+ Welcome!

mail_outline Email: melodyhuang@fas.harvard.edu

Twitter: @melodyyhuang

I'm currently a Postdoctoral Fellow at Harvard, working with Kosuke Imai. I will be joining Yale as an Assistant Professor in Fall 2024. My research broadly focuses on developing robust statistical methods to credibly estimate causal effects under real-world complications.

Before this, I received my Ph.D. in Statistics at the Unversity of California, Berkeley, where I was fortunate to be advised by Erin Hartman.

Recent News

  • [Jul. 2023]
My paper with Dan Soriano and Sam Pimentel on design sensitivity for weighted observational studies is now available on ArXiv (link)!
  • [Mar. 2023]
My paper with Erin Hartman on sensitivity analysis for survey weighting will be appearing in Political Analysis!
  • [Mar. 2023]
I will be presenting on variance-based sensitivity models at the Online Causal Inference Seminar!
  • [Jan. 2023]
Our paper on sensitivity analysis for survey weighting was chosen as one of the ASA 2023 Student Paper Competition winners!
  • [Nov. 2022]
I will be presenting my work on sensitivity analysis at University of Pennsylvania's Causal Inference Seminar.

+ Research


Sensitivity Analysis in the Generalization of Experimental Results


Randomized control trials (RCT’s) allow researchers to estimate causal effects in an experimental sample with minimal identifying assumptions. However, to generalize a causal effect from an RCT to a target population, researchers must adjust for a set of treatment effect moderators. In practice, it is impossible to know whether the set of moderators has been properly accounted for. In the following paper, I propose a three parameter sensitivity analysis for the generalization of experimental results using weighted estimators, with several advantages over existing methods. First, the framework does not require any parametric assumption on either the selection or treatment effect heterogeneity mechanism. Second, I show that the sensitivity parameters are guaranteed to be bounded and propose (1) a diagnostic for researchers to determine how robust a point estimate is to killer confounders, and (2) an adjusted calibration approach for researchers to accurately benchmark the parameters using existing data. Finally, I demonstrate that the proposed framework can be easily extended to the class of doubly robust, augmented weighted estimators. The sensitivity analysis framework is applied to a set of Jobs Training Program experiments.

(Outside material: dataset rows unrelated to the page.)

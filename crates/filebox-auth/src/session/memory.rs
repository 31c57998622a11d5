//! In-memory session store for deterministic tests.

use async_trait::async_trait;
use dashmap::DashMap;

use filebox_core::result::AppResult;
use filebox_core::traits::SessionStore;
use filebox_core::types::UserId;

/// Session store keeping token mappings in a process-local map.
#[derive(Debug, Default)]
pub struct MemorySessionStore {
    sessions: DashMap<String, UserId>,
}

impl MemorySessionStore {
    /// Create an empty store.
    pub fn new() -> Self {
        Self::default()
    }

    /// Register a token as authenticating `user_id`.
    pub fn insert(&self, token: &str, user_id: UserId) {
        self.sessions.insert(token.to_string(), user_id);
    }

    /// Remove a token mapping.
    pub fn remove(&self, token: &str) {
        self.sessions.remove(token);
    }
}

#[async_trait]
impl SessionStore for MemorySessionStore {
    async fn resolve(&self, token: &str) -> AppResult<Option<UserId>> {
        Ok(self.sessions.get(token).map(|entry| *entry.value()))
    }

    async fn health_check(&self) -> AppResult<bool> {
        Ok(true)
    }
}
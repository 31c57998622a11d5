//! File hierarchy manager: record creation, lookup, listing, and
//! visibility toggles.

use std::sync::Arc;

use base64::Engine as _;
use base64::engine::general_purpose::STANDARD as BASE64;
use bytes::Bytes;
use tracing::info;

use filebox_core::error::AppError;
use filebox_core::result::AppResult;
use filebox_core::traits::BlobStore;
use filebox_core::types::{BlobId, PageQuery};
use filebox_database::FileStore;
use filebox_entity::file::{FileRecord, FileType, NewFileRecord, ParentRef};

use crate::access::can_write;
use crate::context::Caller;
use crate::file::parse_file_id;

/// Caller-supplied fields for record creation, before validation.
#[derive(Debug, Clone, Default)]
pub struct CreateRecordRequest {
    /// Display name. Required, non-empty.
    pub name: Option<String>,
    /// Wire-format type string. Required, one of the three variants.
    pub record_type: Option<String>,
    /// Parent reference. Defaults to the root sentinel.
    pub parent: ParentRef,
    /// Initial visibility. Defaults to private.
    pub is_public: bool,
    /// Base64-encoded payload. Required unless creating a folder.
    pub data: Option<String>,
}

/// Manages the folder/file hierarchy and record metadata.
#[derive(Clone)]
pub struct FileService {
    files: Arc<dyn FileStore>,
    blobs: Arc<dyn BlobStore>,
}

impl std::fmt::Debug for FileService {
    fn fmt(&self, f: &mut std::fmt::Formatter<'_>) -> std::fmt::Result {
        f.debug_struct("FileService").finish()
    }
}

impl FileService {
    /// Creates a new file service over the injected stores.
    pub fn new(files: Arc<dyn FileStore>, blobs: Arc<dyn BlobStore>) -> Self {
        Self { files, blobs }
    }

    /// Creates a folder or uploads a file/image for `caller`.
    ///
    /// Validation runs in a fixed order and the first failure wins:
    /// missing name, missing/invalid type, missing data for non-folders,
    /// unresolvable parent, parent that is not a folder. For non-folders
    /// the blob is written before the metadata record is inserted; a
    /// failed write skips the insert and leaves no metadata behind (the
    /// partially written blob, if any, is not cleaned up).
    pub async fn create_record(
        &self,
        caller: &Caller,
        req: CreateRecordRequest,
    ) -> AppResult<FileRecord> {
        let name = match req.name {
            Some(n) if !n.is_empty() => n,
            _ => return Err(AppError::validation("Missing name")),
        };

        let file_type = req
            .record_type
            .as_deref()
            .and_then(FileType::parse)
            .ok_or_else(|| AppError::validation("Missing type"))?;

        if !file_type.is_folder() && req.data.is_none() {
            return Err(AppError::validation("Missing data"));
        }

        let parent_id = match req.parent {
            ParentRef::Root => None,
            ParentRef::Id(id) => {
                let parent = self
                    .files
                    .find_by_id(id)
                    .await?
                    .ok_or_else(|| AppError::validation("Parent not found"))?;
                if !parent.file_type.is_folder() {
                    return Err(AppError::validation("Parent is not a folder"));
                }
                Some(id)
            }
            ParentRef::Literal(_) => return Err(AppError::validation("Parent not found")),
        };

        let local_path = if file_type.is_folder() {
            None
        } else {
            let encoded = req.data.as_deref().unwrap_or_default();
            let decoded = BASE64
                .decode(encoded)
                .map_err(|e| AppError::validation(format!("Invalid base64 data: {e}")))?;

            // The blob id is independent of the record id and fresh per upload.
            let blob_id = BlobId::new();
            let path = self
                .blobs
                .write(&blob_id.to_string(), Bytes::from(decoded))
                .await?;
            Some(path)
        };

        let record = self
            .files
            .insert(NewFileRecord {
                user_id: caller.user_id,
                name,
                file_type,
                is_public: req.is_public,
                parent_id,
                local_path,
            })
            .await?;

        info!(id = %record.id, kind = %record.file_type, "Created file record");
        Ok(record)
    }

    /// Looks up a record owned by `caller`. A missing record, a
    /// malformed id, and a record owned by someone else all yield the
    /// same `NotFound`.
    pub async fn get_record(&self, caller: &Caller, raw_id: &str) -> AppResult<FileRecord> {
        let id = parse_file_id(raw_id)?;
        self.files
            .find_owned(id, caller.user_id)
            .await?
            .ok_or_else(|| AppError::not_found("Not found"))
    }

    /// Lists `caller`'s records under a parent, paginated at a fixed 20
    /// per page. A parent reference that is not an identifier misses
    /// leniently with an empty result.
    pub async fn list_records(
        &self,
        caller: &Caller,
        parent: ParentRef,
        page: PageQuery,
    ) -> AppResult<Vec<FileRecord>> {
        let parent_id = match parent {
            ParentRef::Root => None,
            ParentRef::Id(id) => Some(id),
            ParentRef::Literal(_) => return Ok(Vec::new()),
        };

        self.files
            .list_children(caller.user_id, parent_id, &page)
            .await
    }

    /// Sets a record's visibility. Only the owner may toggle it; a
    /// non-owned record is as invisible as a missing one. An empty id
    /// on this path is `Unauthorized`, not `NotFound`.
    ///
    /// The flag is mutated and then the record is re-read under an
    /// ownership constraint before being returned.
    pub async fn set_public(
        &self,
        caller: &Caller,
        raw_id: &str,
        value: bool,
    ) -> AppResult<FileRecord> {
        if raw_id.is_empty() {
            return Err(AppError::unauthorized("Unauthorized"));
        }
        let id = parse_file_id(raw_id)?;

        let record = self
            .files
            .find_by_id(id)
            .await?
            .ok_or_else(|| AppError::not_found("Not found"))?;
        if !can_write(Some(caller), &record) {
            return Err(AppError::not_found("Not found"));
        }

        self.files.set_public(id, value).await?;

        self.files
            .find_owned(id, caller.user_id)
            .await?
            .ok_or_else(|| AppError::not_found("Not found"))
    }
}
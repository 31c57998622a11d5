//! File record model.

use std::fmt;

use serde::{Deserialize, Serialize};
use sqlx::FromRow;

use filebox_core::types::{FileId, UserId};

/// The type of a file record.
///
/// `Folder` records are containers with no byte content; `File` and
/// `Image` records are leaves backed by a blob. The type is immutable
/// after creation.
#[derive(Debug, Clone, Copy, PartialEq, Eq, Serialize, Deserialize, sqlx::Type)]
#[serde(rename_all = "lowercase")]
#[sqlx(type_name = "file_type", rename_all = "lowercase")]
pub enum FileType {
    /// A container; holds child records, never bytes.
    Folder,
    /// A regular file backed by a blob.
    File,
    /// An image backed by a blob.
    Image,
}

impl FileType {
    /// Parse a wire-format type string. Anything outside the three
    /// variants is rejected.
    pub fn parse(s: &str) -> Option<Self> {
        match s {
            "folder" => Some(Self::Folder),
            "file" => Some(Self::File),
            "image" => Some(Self::Image),
            _ => None,
        }
    }

    /// Whether this record type is a container.
    pub fn is_folder(&self) -> bool {
        matches!(self, Self::Folder)
    }
}

impl fmt::Display for FileType {
    fn fmt(&self, f: &mut fmt::Formatter<'_>) -> fmt::Result {
        match self {
            Self::Folder => write!(f, "folder"),
            Self::File => write!(f, "file"),
            Self::Image => write!(f, "image"),
        }
    }
}

/// A metadata record representing a folder or a file/image.
///
/// Records are created exactly once via upload, never deleted, and the
/// only mutable field post-creation is `is_public`. `local_path` is an
/// opaque handle into the blob store; it is present only on `file`/`image`
/// records and is never serialized into responses.
#[derive(Debug, Clone, Serialize, Deserialize, FromRow)]
#[serde(rename_all = "camelCase")]
pub struct FileRecord {
    /// Unique record identifier, assigned by the document store.
    pub id: FileId,
    /// The owning user.
    pub user_id: UserId,
    /// Display name. Unvalidated for uniqueness or path-safety.
    pub name: String,
    /// Record type; immutable after creation.
    #[serde(rename = "type")]
    #[sqlx(rename = "type")]
    pub file_type: FileType,
    /// Whether non-owners may read this record's content.
    pub is_public: bool,
    /// Parent folder, or `None` for the root sentinel.
    #[serde(default)]
    pub parent_id: Option<FileId>,
    /// Blob store path; present only on `file`/`image` records.
    #[serde(skip_serializing, default)]
    pub local_path: Option<String>,
}

/// Data required to insert a new file record. The document store assigns
/// the `id`.
#[derive(Debug, Clone)]
pub struct NewFileRecord {
    /// The owning user (the resolved caller at creation time).
    pub user_id: UserId,
    /// Display name.
    pub name: String,
    /// Record type.
    pub file_type: FileType,
    /// Initial visibility.
    pub is_public: bool,
    /// Parent folder, or `None` for the root sentinel.
    pub parent_id: Option<FileId>,
    /// Blob store path for `file`/`image` records.
    pub local_path: Option<String>,
}
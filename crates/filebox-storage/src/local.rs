//! Local filesystem blob store.

use std::path::PathBuf;

use async_trait::async_trait;
use bytes::Bytes;
use tokio::fs;
use tracing::debug;

use filebox_core::error::{AppError, ErrorKind};
use filebox_core::result::AppResult;
use filebox_core::traits::BlobStore;

/// Blob store writing under a configurable root directory.
///
/// The root is created on demand at write time; a missing root is not an
/// error until the first write. Stored paths are absolute and remain
/// valid even if the configured root changes later.
#[derive(Debug, Clone)]
pub struct LocalBlobStore {
    root: PathBuf,
}

impl LocalBlobStore {
    /// Create a blob store rooted at the given path.
    pub fn new(root_path: &str) -> Self {
        Self {
            root: PathBuf::from(root_path),
        }
    }
}

#[async_trait]
impl BlobStore for LocalBlobStore {
    async fn write(&self, key: &str, data: Bytes) -> AppResult<String> {
        fs::create_dir_all(&self.root).await.map_err(|e| {
            AppError::with_source(
                ErrorKind::Storage,
                format!("Failed to create storage root: {}", self.root.display()),
                e,
            )
        })?;

        let path = self.root.join(key);
        fs::write(&path, &data).await.map_err(|e| {
            AppError::with_source(
                ErrorKind::Storage,
                format!("Failed to write blob: {e}"),
                e,
            )
        })?;

        debug!(path = %path.display(), bytes = data.len(), "Wrote blob");
        Ok(path.to_string_lossy().into_owned())
    }

    async fn read(&self, path: &str) -> AppResult<Bytes> {
        let data = fs::read(path).await.map_err(|e| {
            if e.kind() == std::io::ErrorKind::NotFound {
                AppError::not_found(format!("Blob not found: {path}"))
            } else {
                AppError::with_source(
                    ErrorKind::Storage,
                    format!("Failed to read blob: {path}"),
                    e,
                )
            }
        })?;
        Ok(Bytes::from(data))
    }

    async fn exists(&self, path: &str) -> AppResult<bool> {
        Ok(fs::try_exists(path).await.unwrap_or(false))
    }
}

Variance-based Sensitivity Analysis for Weighted Estimators Result in More Informative Bounds
with Sam Pimentel


Weighting methods are popular tools for estimating causal effects; assessing their robustness under unobserved confounding is important in practice. In the following paper, we introduce a new set of sensitivity models called "variance-based sensitivity models." Variance-based sensitivity models characterize the bias from omitting a confounder by bounding the distributional differences that arise in the weights from omitting a confounder, with several notable innovations over existing approaches. First, the variance-based sensitivity models can be parameterized with respect to a simple R^2 parameter that is both standardized and bounded. We introduce a formal benchmarking procedure that allows researchers to use observed covariates to reason about plausible parameter values in an interpretable and transparent way. Second, we show that researchers can estimate valid confidence intervals under a set of variance-based sensitivity models, and provide extensions for researchers to incorporate their substantive knowledge about the confounder to help tighten the intervals. Last, we highlight the connection between our proposed approach and existing sensitivity analyses, and demonstrate both, empirically and theoretically, that variance-based sensitivity models can provide improvements on both the stability and tightness of the estimated confidence intervals over existing methods. We illustrate our proposed approach on a study examining blood mercury levels using the National Health and Nutrition Examination Survey (NHANES).

Design Sensitivity and Its Implication on Weighted Observational Studies
with Dan Soriano and Sam Pimentel


Sensitivity to unmeasured confounding is not typically a primary consideration in designing treated-control comparisons in observational studies. We introduce a framework allowing researchers to optimize robustness to omitted variable bias at the design stage using a measure called design sensitivity. Design sensitivity, which describes the asymptotic power of a sensitivity analysis, allows transparent assessment of the impact of different estimation strategies on sensitivity. We apply this general framework to two commonly-used sensitivity models, the marginal sensitivity model and the variance-based sensitivity model. By comparing design sensitivities, we interrogate how key features of weighted designs, including choices about trimming of weights and model augmentation, impact robustness to unmeasured confounding, and how these impacts may differ for the two different sensitivity models. We illustrate the proposed framework on a study examining drivers of support for the 2016 Colombian peace agreement.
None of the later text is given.